De quando se parte (Capítulo III)
Naquele dia papai não retornou para nos buscar. Hospedados em um apartamento à beira da praia, estranhei a consulta insistente de minha mãe ao relógio. Estava aflita. Olhava pela janela como a contemplar o negrume das ondas do mar e ao mesmo tempo deixava escapar um suspiro de agonia.
– Mamãe, por que não vamos pra casa? – perguntei, quando meus olhos já coçavam de sono.
Era noite, mesmo assim minha mãe não despregava os olhos da janela e do relógio, seguidamente. Dera pouca atenção aos meus reclames. Insisti:
– Mamãe...
A este reclame ela recobrou os sentidos, virou-se em minha direção e soltou aquela frase mágica, só que de maneira artificial:
– “Diga, meu anjo”. Qual o problema? Não está gostando daqui?
– Quero meu quarto.
– Eu entendo, filhinho. Mas é só por hoje. Amanhã nós estaremos em casa, mamãe promete.
Eu não entendia por que estávamos ali, e por que teríamos que permanecer no apartamento naquela noite. Nossa casa não era tão distante. Não morávamos na orla, claro, tínhamos esse apartamento para temporadas, mas a nossa casa ficava mesmo era na cidade. Nunca gostei do apartamento da praia. Tinha um cheiro diferente, era desconfortável e poucas coisas do meu gosto infantil.

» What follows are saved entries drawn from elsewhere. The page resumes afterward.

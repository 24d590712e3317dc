use std::collections::HashSet;

use thriftgen_ast::Enum;

use super::GoEmitter;
use crate::naming::GO_NAMING;

impl GoEmitter<'_> {
    /// `type X int64`, one constant per member, and conversions to and
    /// from the member names.
    pub(super) fn emit_enum(&mut self, def: &Enum) {
        let name = GO_NAMING.type_name(&def.name);

        self.doc(def.doc.as_deref());
        self.line(format!("type {} int64", name));
        self.blank();

        self.open("const (");
        for member in &def.values {
            self.doc(member.doc.as_deref());
            self.line(format!(
                "{}_{} {} = {}",
                name, member.name, name, member.value
            ));
        }
        self.close(")");
        self.blank();

        // Members may share a value; the first one names it.
        let mut seen = HashSet::new();
        self.open(format!("func (p {}) String() string {{", name));
        self.line("switch p {");
        for member in def.values.iter().filter(|m| seen.insert(m.value)) {
            self.line(format!("case {}_{}:", name, member.name));
            self.out.push_indent();
            self.line(format!("return \"{}\"", member.name));
            self.out.push_dedent();
        }
        self.line("}");
        self.line("return \"<UNSET>\"");
        self.close("}");
        self.blank();

        self.open(format!(
            "func {}FromString(s string) ({}, error) {{",
            name, name
        ));
        self.line("switch s {");
        for member in &def.values {
            self.line(format!("case \"{}\":", member.name));
            self.out.push_indent();
            self.line(format!("return {}_{}, nil", name, member.name));
            self.out.push_dedent();
        }
        self.line("}");
        self.line(format!(
            "return {}(0), fmt.Errorf(\"not a valid {} string\")",
            name, name
        ));
        self.close("}");
        self.blank();

        self.line(format!(
            "func {}Ptr(v {}) *{} {{ return &v }}",
            name, name, name
        ));
    }
}
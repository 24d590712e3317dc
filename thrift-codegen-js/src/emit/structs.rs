//! Struct, union and exception classes.

use thriftgen_ast::{Field, Struct};
use thriftgen_codegen::{
    Result,
    plan::{ReadPlan, UnknownFields, WriteMode, WritePlan},
    value::{quoted, render_const_value},
};

use super::{Export, JsEmitter};
use crate::naming::JS_NAMING;

impl JsEmitter<'_> {
    pub(super) fn emit_struct(
        &mut self,
        def: &Struct,
        mode: WriteMode,
        export: Export<'_>,
    ) -> Result<()> {
        let name = JS_NAMING.type_name(&def.name);
        let lhs = self.declare(&name, export);
        let extends = if def.is_exception {
            " extends Thrift.TException"
        } else {
            ""
        };

        self.blank();
        self.doc(def.doc.as_deref());
        self.open(format!("{}class{} {{", lhs, extends));
        self.constructor(def)?;
        self.blank();
        self.reader(&ReadPlan::new(def, self.options.unknown_fields));
        self.blank();
        self.validator(def);
        self.blank();
        self.writer(&WritePlan::new(def, mode));
        self.close("};");
        Ok(())
    }

    /// Defaults first, then whatever `args` supplies.
    fn constructor(&mut self, def: &Struct) -> Result<()> {
        let syntax = self.syntax();

        self.open("constructor(args) {");
        if def.is_exception {
            self.line("super(args);");
            self.line(format!("this.name = {};", quoted(&def.name)));
        }
        for field in &def.fields {
            let value = match &field.default {
                Some(value) => render_const_value(&syntax, self.program, &field.ty, value)?,
                None => "null".to_string(),
            };
            self.doc(field.doc.as_deref());
            self.line(format!("{} = {};", member(field), value));
        }
        if !def.fields.is_empty() {
            self.open("if (args) {");
            for field in &def.fields {
                let arg = format!("args.{}", field.name);
                self.open(format!(
                    "if ({} !== undefined && {} !== null) {{",
                    arg, arg
                ));
                self.line(format!("{} = {};", member(field), arg));
                self.close("}");
            }
            self.close("}");
        }
        self.close("}");
        Ok(())
    }

    fn reader(&mut self, plan: &ReadPlan<'_>) {
        self.open("read(input) {");
        self.line("input.readStructBegin();");
        self.open("while (true) {");
        self.line("const ret = input.readFieldBegin();");
        self.line("const ftype = ret.ftype;");
        self.line("const fid = ret.fid;");
        self.open("if (ftype == Thrift.Type.STOP) {");
        self.line("break;");
        self.close("}");

        self.open("switch (fid) {");
        for read in plan.fields() {
            self.line(format!("case {}:", read.field.key));
            self.out.push_indent();
            self.open(format!("if (ftype == Thrift.Type.{}) {{", read.wire));
            self.read_value(&read.field.ty, &member(read.field));
            self.out.push_dedent();
            self.open("} else {");
            self.line("input.skip(ftype);");
            self.close("}");
            self.line("break;");
            self.out.push_dedent();
        }
        self.line("default:");
        self.out.push_indent();
        match plan.unknown_fields() {
            UnknownFields::Skip => self.line("input.skip(ftype);"),
            UnknownFields::Reject => self.line(format!(
                "throw new Thrift.TProtocolException(Thrift.TProtocolExceptionType.INVALID_DATA, \"Unknown field id \" + fid + \" in {}\");",
                plan.struct_name()
            )),
        }
        self.out.push_dedent();
        self.close("}");

        self.line("input.readFieldEnd();");
        self.close("}");
        self.line("input.readStructEnd();");
        self.line("this.validate();");
        self.close("}");
    }

    /// Throws when a required field is missing.
    fn validator(&mut self, def: &Struct) {
        self.open("validate() {");
        for field in def.fields.iter().filter(|f| f.requiredness.is_required()) {
            let this = member(field);
            self.open(format!("if ({} === null || {} === undefined) {{", this, this));
            self.line(format!(
                "throw new Thrift.TProtocolException(Thrift.TProtocolExceptionType.INVALID_DATA, \"Required field {} is unset!\");",
                field.name
            ));
            self.close("}");
        }
        self.close("}");
    }

    /// Every field is null-guarded; result structs chain the guards so at
    /// most one field is written.
    fn writer(&mut self, plan: &WritePlan<'_>) {
        self.open("write(output) {");
        self.line(format!(
            "output.writeStructBegin({});",
            quoted(plan.struct_name())
        ));

        for (i, write) in plan.fields().iter().enumerate() {
            let field = write.field;
            let this = member(field);
            let guard = format!("{} !== null && {} !== undefined", this, this);

            if i > 0 && plan.mode() == WriteMode::Exclusive {
                self.out.push_dedent();
                self.open(format!("}} else if ({}) {{", guard));
            } else {
                self.open(format!("if ({}) {{", guard));
            }
            self.line(format!(
                "output.writeFieldBegin({}, Thrift.Type.{}, {});",
                quoted(&field.name),
                write.wire,
                field.key
            ));
            self.write_value(&field.ty, &this);
            self.line("output.writeFieldEnd();");
            if plan.mode() == WriteMode::Sequential {
                self.close("}");
            }
        }
        if plan.mode() == WriteMode::Exclusive && !plan.fields().is_empty() {
            self.close("}");
        }

        self.line("output.writeFieldStop();");
        self.line("output.writeStructEnd();");
        self.close("}");
    }
}

/// `this.<field>`
fn member(field: &Field) -> String {
    format!("this.{}", field.name)
}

Minha mãe voltou para a janela. Foi quando cochilei. Ao acordar, ainda noite, notei que mamãe saíra do quarto. Encontrei-a na varanda, sentada em uma cadeira a contemplar a orla e, como sempre, o negrume do mar. Ao lado, em cima da mesa, uma taça com vinho. Ela fumava.
– Mamãe...
– Que foi, querido? Não consegue dormir?
– Onde está meu pai?
– Seu pai está resolvendo coisas de adulto, Abzala. Eu já disse, não insista.

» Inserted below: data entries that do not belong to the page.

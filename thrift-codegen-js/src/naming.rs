//! JavaScript-specific naming conventions.

use thriftgen_codegen::language::{NamingConvention, escape_with_suffix, preserve};

/// JavaScript naming conventions.
///
/// Thrift names are kept as written: properties may be any identifier
/// and classes follow the IDL. Only bindings (parameters, locals and
/// top-level declarations) are escaped.
pub const JS_NAMING: NamingConvention = NamingConvention {
    type_case: preserve,
    field_case: preserve,
    file_case: preserve,
    reserved_words: &[
        // keywords
        "break", "case", "catch", "class", "const", "continue", "debugger", "default", "delete",
        "do", "else", "enum", "export", "extends", "false", "finally", "for", "function", "if",
        "import", "in", "instanceof", "let", "new", "null", "return", "static", "super", "switch",
        "this", "throw", "true", "try", "typeof", "var", "void", "while", "with", "yield", "await",
        "implements", "interface", "package", "private", "protected", "public", "arguments", "eval",
        "undefined",
        // runtime and module bindings of generated files
        "Thrift", "thrift", "ttypes", "module", "exports", "require", "global",
        // locals of generated method bodies
        "self", "input", "output", "params", "args", "callback", "result",
    ],
    escape_reserved: escape_with_suffix,
};

#[cfg(test)]
mod tests {
    use super::*;

    #[test]
    fn test_names_are_preserved() {
        assert_eq!(JS_NAMING.type_name("Calculator_add_args"), "Calculator_add_args");
        assert_eq!(JS_NAMING.field_name("whatOp"), "whatOp");
        assert_eq!(JS_NAMING.file_name("SharedService"), "SharedService");
    }

    #[test]
    fn test_bindings_escape_reserved_words() {
        assert_eq!(JS_NAMING.safe_name("class"), "class_");
        assert_eq!(JS_NAMING.safe_name("output"), "output_");
        assert_eq!(JS_NAMING.safe_name("num1"), "num1");
    }
}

Esta última frase fora pronunciada com mais rigidez. Voltei-me para o quarto e dormi.
Mais algumas horas, quando o sol despontava no horizonte, acordei com os soluços de minha mãe. Chorava. Um frio intenso percorreu a minha espinha de uma ponta a outra. Fui tomado por uma sensação estranha e enormemente pesada. Fiquei entre consolá-la e manter-me quieto, ignorante à causa. Ela nunca ia me dizer a razão das lágrimas, inventaria uma mentira. Eu era criança, mas tinha consciência disso e, por vezes, preferia ouvir as mentiras a provável e dura verdade que se escondia por trás delas. Era isso, aos poucos eu me conscientizava que o melhor era permanecer ignorante às “coisas de adulto”, parecia-me um mundo muito complicado. Cheio de mistérios.

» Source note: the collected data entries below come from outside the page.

//! Constant value rendering.
//!
//! [`render_const_value`] walks a [`ConstValue`] against its declared
//! [`Type`] and hands each leaf and collection to a backend's
//! [`ConstSyntax`]. The recursion, the shape checks and the lookup of enum
//! members and struct fields are shared; only the literal forms differ.

use thriftgen_ast::{BaseType, ConstValue, EnumValue, Field, NamedType, Program, Type};
use tracing::trace;

use crate::{
    GenError, Result,
    classify::{Category, classify},
};

/// Literal syntax of one backend.
///
/// `Output` is usually `String`; structured backends may build a tree
/// (e.g. a JSON value) instead.
pub trait ConstSyntax {
    type Output;

    fn bool(&self, value: bool) -> Self::Output;

    /// Integer literal for `i8`..`i64`.
    fn integer(&self, base: BaseType, value: i64) -> Self::Output;

    fn double(&self, value: f64) -> Self::Output;

    fn string(&self, value: &str, binary: bool) -> Self::Output;

    /// Enum constant. `member` is the declared member the value resolved
    /// to, if any; `value` is always the integer to evaluate to.
    fn enum_value(&self, named: &NamedType, member: Option<&EnumValue>, value: i64)
    -> Self::Output;

    /// Struct literal with its fields in the order they were written.
    fn struct_literal(
        &self,
        named: &NamedType,
        fields: Vec<(&Field, Self::Output)>,
    ) -> Self::Output;

    fn list(&self, elem: &Type, items: Vec<Self::Output>) -> Self::Output;

    fn set(&self, elem: &Type, items: Vec<Self::Output>) -> Self::Output;

    /// Map literal. Entries arrive in document order.
    fn map(
        &self,
        key: &Type,
        value: &Type,
        entries: Vec<(Self::Output, Self::Output)>,
    ) -> Self::Output;
}

/// Render `value` as a constant of type `ty`.
///
/// `program` is the program the type is written in; named types are
/// looked up there and in its includes.
pub fn render_const_value<S: ConstSyntax + ?Sized>(
    syntax: &S,
    program: &Program,
    ty: &Type,
    value: &ConstValue,
) -> Result<S::Output> {
    trace!(ty = %ty, kind = value.kind(), "rendering constant");

    match (classify(ty), value) {
        (Category::Void, _) => Err(GenError::unsupported_const(
            ty,
            value,
            "void cannot hold a value",
        )),
        (Category::Base(BaseType::Bool), ConstValue::Integer(n)) => Ok(syntax.bool(*n != 0)),
        (Category::Base(BaseType::Bool), ConstValue::Identifier(id))
            if id == "true" || id == "false" =>
        {
            Ok(syntax.bool(id == "true"))
        }
        (Category::Base(base), ConstValue::Integer(n)) if base.is_integer() => {
            check_range(base, *n, ty, value)?;
            Ok(syntax.integer(base, *n))
        }
        (Category::Base(BaseType::Double), ConstValue::Integer(n)) => {
            Ok(syntax.double(*n as f64))
        }
        (Category::Base(BaseType::Double), ConstValue::Double(d)) if d.is_finite() => {
            Ok(syntax.double(*d))
        }
        (Category::Base(BaseType::Double), ConstValue::Double(_)) => Err(
            GenError::unsupported_const(ty, value, "NaN and infinity have no literal form"),
        ),
        (Category::Base(BaseType::String), ConstValue::String(s)) => Ok(syntax.string(s, false)),
        (Category::Base(BaseType::Binary), ConstValue::String(s)) => Ok(syntax.string(s, true)),
        (Category::Base(_), _) => Err(GenError::unsupported_const(
            ty,
            value,
            "literal does not match the base type",
        )),
        (Category::Enum(named), value) => render_enum(syntax, program, named, ty, value),
        (Category::Struct(named) | Category::Exception(named), ConstValue::Map(entries)) => {
            render_struct(syntax, program, named, entries)
        }
        (Category::Struct(_) | Category::Exception(_), _) => Err(GenError::unsupported_const(
            ty,
            value,
            "struct constants are written as a map of field names",
        )),
        (Category::List(elem), ConstValue::List(items)) => {
            let items = render_items(syntax, program, elem, items)?;
            Ok(syntax.list(elem, items))
        }
        (Category::Set(elem), ConstValue::List(items)) => {
            let items = render_items(syntax, program, elem, items)?;
            Ok(syntax.set(elem, items))
        }
        (Category::Map(key, val), ConstValue::Map(entries)) => {
            let entries = entries
                .iter()
                .map(|(k, v)| {
                    Ok((
                        render_const_value(syntax, program, key, k)?,
                        render_const_value(syntax, program, val, v)?,
                    ))
                })
                .collect::<Result<Vec<_>>>()?;
            Ok(syntax.map(key, val, entries))
        }
        (Category::List(_) | Category::Set(_) | Category::Map(..), _) => Err(
            GenError::unsupported_const(ty, value, "collection literal expected"),
        ),
    }
}

fn check_range(base: BaseType, n: i64, ty: &Type, value: &ConstValue) -> Result<()> {
    let fits = match base {
        BaseType::I8 => i8::try_from(n).is_ok(),
        BaseType::I16 => i16::try_from(n).is_ok(),
        BaseType::I32 => i32::try_from(n).is_ok(),
        _ => true,
    };
    if fits {
        Ok(())
    } else {
        Err(GenError::unsupported_const(
            ty,
            value,
            format!("{} does not fit in {}", n, base.as_str()),
        ))
    }
}

fn render_items<S: ConstSyntax + ?Sized>(
    syntax: &S,
    program: &Program,
    elem: &Type,
    items: &[ConstValue],
) -> Result<Vec<S::Output>> {
    items
        .iter()
        .map(|item| render_const_value(syntax, program, elem, item))
        .collect()
}

fn render_enum<S: ConstSyntax + ?Sized>(
    syntax: &S,
    program: &Program,
    named: &NamedType,
    ty: &Type,
    value: &ConstValue,
) -> Result<S::Output> {
    let def = program
        .find_enum(named)
        .ok_or_else(|| GenError::unknown_type(named))?;

    match value {
        ConstValue::Integer(n) => Ok(syntax.enum_value(named, def.member_with_value(*n), *n)),
        ConstValue::Identifier(ident) => {
            let member = def.member(ident).ok_or_else(|| GenError::UnknownConstant {
                enum_name: def.name.clone(),
                ident: ident.clone(),
            })?;
            Ok(syntax.enum_value(named, Some(member), i64::from(member.value)))
        }
        _ => Err(GenError::unsupported_const(
            ty,
            value,
            "enum constants are integers or member names",
        )),
    }
}

fn render_struct<S: ConstSyntax + ?Sized>(
    syntax: &S,
    program: &Program,
    named: &NamedType,
    entries: &[(ConstValue, ConstValue)],
) -> Result<S::Output> {
    // Field types are written relative to the program that declares the struct.
    let owner = program
        .program_for(named)
        .ok_or_else(|| GenError::unknown_type(named))?;
    let def = program
        .find_struct(named)
        .ok_or_else(|| GenError::unknown_type(named))?;

    let mut fields = Vec::with_capacity(entries.len());
    for (key, value) in entries {
        let Some(name) = key.as_str() else {
            return Err(GenError::unsupported_const(
                &Type::string(),
                key,
                format!("field names of {} must be strings", def.name),
            ));
        };
        let field = def
            .field_named(name)
            .ok_or_else(|| GenError::UnsupportedConstType {
                ty: def.name.clone(),
                value_kind: value.kind().to_string(),
                context: format!("{} has no field '{}'", def.name, name),
            })?;
        fields.push((field, render_const_value(syntax, owner, &field.ty, value)?));
    }

    Ok(syntax.struct_literal(named, fields))
}

/// Double-quoted string literal with C-style escapes, valid in both Go
/// and JavaScript source.
pub fn quoted(value: &str) -> String {
    let mut out = String::with_capacity(value.len() + 2);
    out.push('"');
    for c in value.chars() {
        match c {
            '"' => out.push_str("\\\""),
            '\\' => out.push_str("\\\\"),
            '\n' => out.push_str("\\n"),
            '\r' => out.push_str("\\r"),
            '\t' => out.push_str("\\t"),
            c if (c as u32) < 0x20 || c == '\u{7f}' => {
                out.push_str(&format!("\\x{:02x}", c as u32));
            }
            c => out.push(c),
        }
    }
    out.push('"');
    out
}

#[cfg(test)]
mod tests {
    use thriftgen_ast::{Enum, Struct};

    use super::*;

    /// Renders IDL-like literal text.
    struct Idl;

    impl ConstSyntax for Idl {
        type Output = String;

        fn bool(&self, value: bool) -> String {
            value.to_string()
        }

        fn integer(&self, _base: BaseType, value: i64) -> String {
            value.to_string()
        }

        fn double(&self, value: f64) -> String {
            format!("{:?}", value)
        }

        fn string(&self, value: &str, _binary: bool) -> String {
            format!("{:?}", value)
        }

        fn enum_value(&self, named: &NamedType, member: Option<&EnumValue>, value: i64) -> String {
            match member {
                Some(m) => format!("{}.{}", named.name, m.name),
                None => value.to_string(),
            }
        }

        fn struct_literal(&self, named: &NamedType, fields: Vec<(&Field, String)>) -> String {
            let body: Vec<String> = fields
                .into_iter()
                .map(|(f, v)| format!("{}: {}", f.name, v))
                .collect();
            format!("{}{{{}}}", named.name, body.join(", "))
        }

        fn list(&self, _elem: &Type, items: Vec<String>) -> String {
            format!("[{}]", items.join(", "))
        }

        fn set(&self, _elem: &Type, items: Vec<String>) -> String {
            format!("{{{}}}", items.join(", "))
        }

        fn map(&self, _key: &Type, _value: &Type, entries: Vec<(String, String)>) -> String {
            let body: Vec<String> = entries
                .into_iter()
                .map(|(k, v)| format!("{}: {}", k, v))
                .collect();
            format!("{{{}}}", body.join(", "))
        }
    }

    fn program() -> Program {
        let mut program = Program::new("tutorial");
        program
            .enums
            .push(Enum::new("Color").value("RED", 1).value("GREEN", 2));
        program.structs.push(
            Struct::new("Point")
                .field(Field::new(1, "x", Type::I32))
                .field(Field::new(2, "y", Type::I32)),
        );
        program
    }

    fn render(ty: &Type, value: &ConstValue) -> Result<String> {
        render_const_value(&Idl, &program(), ty, value)
    }

    #[test]
    fn test_list_keeps_count_and_order() {
        let value = ConstValue::List(vec![
            ConstValue::Integer(1),
            ConstValue::Integer(2),
            ConstValue::Integer(3),
        ]);
        assert_eq!(render(&Type::list(Type::I32), &value).unwrap(), "[1, 2, 3]");
    }

    #[test]
    fn test_map_keeps_document_order() {
        let value = ConstValue::Map(vec![
            (ConstValue::String("z".into()), ConstValue::Integer(1)),
            (ConstValue::String("a".into()), ConstValue::Integer(2)),
        ]);
        let ty = Type::map(Type::string(), Type::I32);
        assert_eq!(render(&ty, &value).unwrap(), r#"{"z": 1, "a": 2}"#);
    }

    #[test]
    fn test_enum_by_value_and_name() {
        let ty = Type::enum_("Color");
        assert_eq!(render(&ty, &ConstValue::Integer(2)).unwrap(), "Color.GREEN");
        assert_eq!(
            render(&ty, &ConstValue::Identifier("Color.RED".into())).unwrap(),
            "Color.RED"
        );
        assert_eq!(render(&ty, &ConstValue::Integer(7)).unwrap(), "7");
    }

    #[test]
    fn test_unknown_enum_member() {
        let err = render(&Type::enum_("Color"), &ConstValue::Identifier("BLUE".into()))
            .unwrap_err();
        assert!(matches!(err, GenError::UnknownConstant { ident, .. } if ident == "BLUE"));
    }

    #[test]
    fn test_struct_literal_recurses_per_field() {
        let value = ConstValue::Map(vec![
            (ConstValue::String("y".into()), ConstValue::Integer(4)),
            (ConstValue::String("x".into()), ConstValue::Integer(3)),
        ]);
        assert_eq!(
            render(&Type::struct_("Point"), &value).unwrap(),
            "Point{y: 4, x: 3}"
        );
    }

    #[test]
    fn test_struct_literal_unknown_field() {
        let value = ConstValue::Map(vec![(ConstValue::String("z".into()), ConstValue::Integer(1))]);
        let err = render(&Type::struct_("Point"), &value).unwrap_err();
        assert!(err.to_string().contains("has no field 'z'"));
    }

    #[test]
    fn test_void_is_unsupported() {
        let err = render(&Type::Void, &ConstValue::Integer(1)).unwrap_err();
        assert!(matches!(err, GenError::UnsupportedConstType { .. }));
    }

    #[test]
    fn test_shape_mismatch_is_unsupported() {
        let err = render(&Type::list(Type::I32), &ConstValue::Integer(1)).unwrap_err();
        assert!(matches!(err, GenError::UnsupportedConstType { .. }));
        let err = render(&Type::I8, &ConstValue::Integer(300)).unwrap_err();
        assert!(err.to_string().contains("does not fit in i8"));
    }

    #[test]
    fn test_bool_and_typedef() {
        assert_eq!(render(&Type::Bool, &ConstValue::Integer(1)).unwrap(), "true");
        let ty = Type::typedef("Ratio", Type::Double);
        assert_eq!(render(&ty, &ConstValue::Integer(2)).unwrap(), "2.0");
    }

    #[test]
    fn test_non_finite_double_is_unsupported() {
        for d in [f64::NAN, f64::INFINITY, f64::NEG_INFINITY] {
            let err = render(&Type::Double, &ConstValue::Double(d)).unwrap_err();
            assert!(err.to_string().contains("no literal form"), "{d}");
        }
        let list = ConstValue::List(vec![ConstValue::Double(1.5), ConstValue::Double(f64::NAN)]);
        assert!(render(&Type::list(Type::Double), &list).is_err());
    }

    #[test]
    fn test_quoted_escapes() {
        assert_eq!(quoted("hello"), r#""hello""#);
        assert_eq!(quoted("a\"b\\c"), r#""a\"b\\c""#);
        assert_eq!(quoted("line\nnext\t"), r#""line\nnext\t""#);
        assert_eq!(quoted("\u{1}"), r#""\x01""#);
    }

    #[test]
    fn test_unknown_struct_type() {
        let err = render(&Type::struct_("Missing"), &ConstValue::Map(vec![])).unwrap_err();
        assert!(matches!(err, GenError::UnknownType { name } if name == "Missing"));
    }
}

Ao entrar no banheiro para a higiene matinal, fiz questão de anunciar que havia acordado, ao bater a porta. Aquele interstício de tempo, entre o banho e o café, era o necessário para que minha mãe se recompusesse. Antes mesmo de eu sair do banheiro ela já estava no quarto, sentada na cama. O olhar era cadavérico. Tomado de susto, estanquei entre o banheiro e o cômodo:
– Que houve, mamãe?
Tinha os olhos vermelhos de fogo e olheiras muito profundas. Ao recompor o rosto, disse-me:
– Se ajeite, Abzala. Tome seu café e vamos para casa. Saímos em meia hora.
Notei que ela queria me dizer algo, mas estava engasgado. Ao notar a abertura, tornei a perguntar:
– Está tudo bem, mamãe?
– Sim, tudo bem, filho. Já sabe...
Ela se levantou resoluta e antes de deixar o quarto em direção à sala. Ainda de costas, virou um pouco o rosto e disse:
– Seu pai teve que viajar e nós passaremos alguns dias sem vê-lo.
Eu já tinha visto outras ocorrências daquela na minha curta vida de filho, mas nunca mamãe em estado tão sofrido. Como sempre, recolhi-me a minha insignificância de criança e aceitei sem questionamentos as razões de uma viagem paterna tão repentina.